With yields on many of the components in the fixed income complex at or near historic lows on a global basis, investors will likely find it somewhat difficult to achieve their goals and objectives without exposure to equities.

As different as the Covid-19 pandemic crisis is, the process of righting the ship in the storm remains similar to other economic and market shocks that have appeared across the timeline of history.

The process of getting out of the proverbial ditch is challenging and progress is often met by setbacks. History has shown that keys to success for investors at times like these are patience, commitment, diversification and perseverance.

We have found in our experience traversing nearly four decades in the markets that knowing what you own, why you own it and having right-sized expectations of how what you own might perform in times of transition to be practical and helpful.

A brace of economic data for investors to ponder is scheduled to be released this week related to manufacturing, home sales and prices, mortgage applications, wholesale inventories, durable goods orders, GDP, personal spending, inflation and consumer sentiment and expectations. In addition, the Federal Reserve will announce the results of its stress tests of the big banks on June 25.

With the bulk of Q2 earnings season several weeks away when the big banks begin to report, market participants will likely stay focused on the day to day developments in the pandemic situation as well as those on the political and geopolitical front.

Equity valuations continue to be higher than most investors and traders would like to see but prospects for valuations to move lower when consensus analytical projections begin to rise as the domestic and global economy emerges from the pandemic appear likely if not on the immediate horizon.

With yields on many of the components in the fixed income complex at or near historic lows on a global basis investors will likely find it somewhat difficult to achieve their goals and objectives without exposure to equities.

Globalism is here to stay

With prospects that the global supply chain will diversify away from its one-country centricity (China) as a result of the trade war and the effects of the global pandemic on businesses, the process of globalization is likely to expand further rather than to contract. An expansion or further diversification of the process of globalization will likely serve to the benefit of many countries in the developed and emerging markets.

While businesses tied to national security and domestic health are likely to be in the forefront of a reshoring of activity stateside, the cost of labor and production will likely keep many other types of manufacturing facilities in foreign countries. With the consumer accustomed to affordability and “deals and steals” in the basket they fill when it comes to many day to day goods and nonessential services they purchase—globalization in our view will remain solidly entrenched stateside and across the world.

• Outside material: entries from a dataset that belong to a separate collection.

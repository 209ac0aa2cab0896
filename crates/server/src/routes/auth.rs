use crate::{
    dtos::auth::{AuthStatusResponse, LoginBody},
    error::ApiError,
    session::COORDINATOR_FLAG,
    state::AppState,
};
use axum::{Json, extract::State};
use serde_json::json;
use tower_sessions::Session;

/// Coordinator login against the configured shared credential
#[utoipa::path(
    post,
    path = "/api/login",
    request_body = LoginBody,
    responses(
        (status = 200, description = "Login successful"),
        (status = 400, description = "Missing username or password"),
        (status = 401, description = "Invalid username or password")
    ),
    tag = "Authentication"
)]
pub async fn login(
    State(state): State<AppState>,
    session: Session,
    Json(body): Json<LoginBody>,
) -> Result<Json<serde_json::Value>, ApiError> {
    if body.username.is_empty() || body.password.is_empty() {
        return Err(ApiError::Validation(
            "Username and password are required".to_owned(),
        ));
    }

    if body.username != state.config.coordinator_username
        || body.password != state.config.coordinator_password
    {
        return Err(ApiError::Unauthorized);
    }

    session
        .insert(COORDINATOR_FLAG, true)
        .await
        .map_err(|err| ApiError::Internal(err.to_string()))?;

    Ok(Json(json!({ "success": true, "message": "Login successful" })))
}

/// Reports whether the current session carries the coordinator flag
#[utoipa::path(
    get,
    path = "/api/check-auth",
    responses(
        (status = 200, description = "Authentication state", body = AuthStatusResponse)
    ),
    tag = "Authentication"
)]
pub async fn check_auth(session: Session) -> Json<AuthStatusResponse> {
    let is_authenticated = matches!(session.get::<bool>(COORDINATOR_FLAG).await, Ok(Some(true)));

    Json(AuthStatusResponse { is_authenticated })
}

/// Ends the coordinator session
#[utoipa::path(
    post,
    path = "/api/logout",
    responses(
        (status = 200, description = "Logged out")
    ),
    tag = "Authentication"
)]
pub async fn logout(session: Session) -> Result<Json<serde_json::Value>, ApiError> {
    session
        .flush()
        .await
        .map_err(|err| ApiError::Internal(err.to_string()))?;

    Ok(Json(
        json!({ "success": true, "message": "Logged out successfully" }),
    ))
}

We expect a world working through such transitional processes will provide significant opportunities for investors to consider. Such transitioning will naturally generate risk and volatility as well. That should come as no surprise to anyone except for the very inexperienced.

Our Current Market View:

We remain diversified in our investment portfolios; maintain an overweight in equities versus fixed income; and favor cyclical sectors over defensive sectors.

Our favorite sectors remain: Information technology, consumer discretionary, industrials and our contrarian pick, financials.

From a global perspective we remain overweight US equities while maintaining meaningful exposure to both developed and emerging markets on expectations that an economic recovery stateside coming out of the Covid-19 shutdown will help boost economic growth around the world and lead to a global economic recovery (similar to the one the world was experiencing just prior to the trade war between the US and China).

John Stoltzfus of Oppenheimer Asset Managment Inc.

John Stoltzfus


Chief Investment Strategist, Oppenheimer Asset Management Inc.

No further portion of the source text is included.